• _Records provided_
*****

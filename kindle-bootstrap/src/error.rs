use config::ConfigError;
use thiserror::Error;

use crate::monitoring::MonitoringError;

#[derive(Debug, Error)]
pub enum BootstrapError {
    #[error("unable to load config: {0}")]
    ConfigLoadError(#[source] ConfigError),
    #[error("unable to show config: {0}")]
    ConfigShowError(#[source] ConfigError),
    #[error("invalid config value: {0}")]
    InvalidConfigValueError(String),
    #[error("unable to create log file: {0}")]
    LogFileCreationError(#[source] Box<dyn std::error::Error + Send + Sync>),
    #[error("unable to initialize tracing subscriber: {0}")]
    TracingSubscriberInitError(#[source] Box<dyn std::error::Error + Send + Sync>),
    #[error("unable to initialize monitoring agent: {0}")]
    MonitoringError(#[from] MonitoringError),
    #[error("server boot failed: {0:#}")]
    ServerBootError(#[source] anyhow::Error),
    #[error("unable to build service provider: {0}")]
    ServiceProviderError(String),
}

*****

What belongs in the answer is each line of the data that has the word "source".

    ConfigLoadError(#[source] ConfigError),
    ConfigShowError(#[source] ConfigError),
    LogFileCreationError(#[source] Box<dyn std::error::Error + Send + Sync>),
    TracingSubscriberInitError(#[source] Box<dyn std::error::Error + Send + Sync>),
    ServerBootError(#[source] anyhow::Error),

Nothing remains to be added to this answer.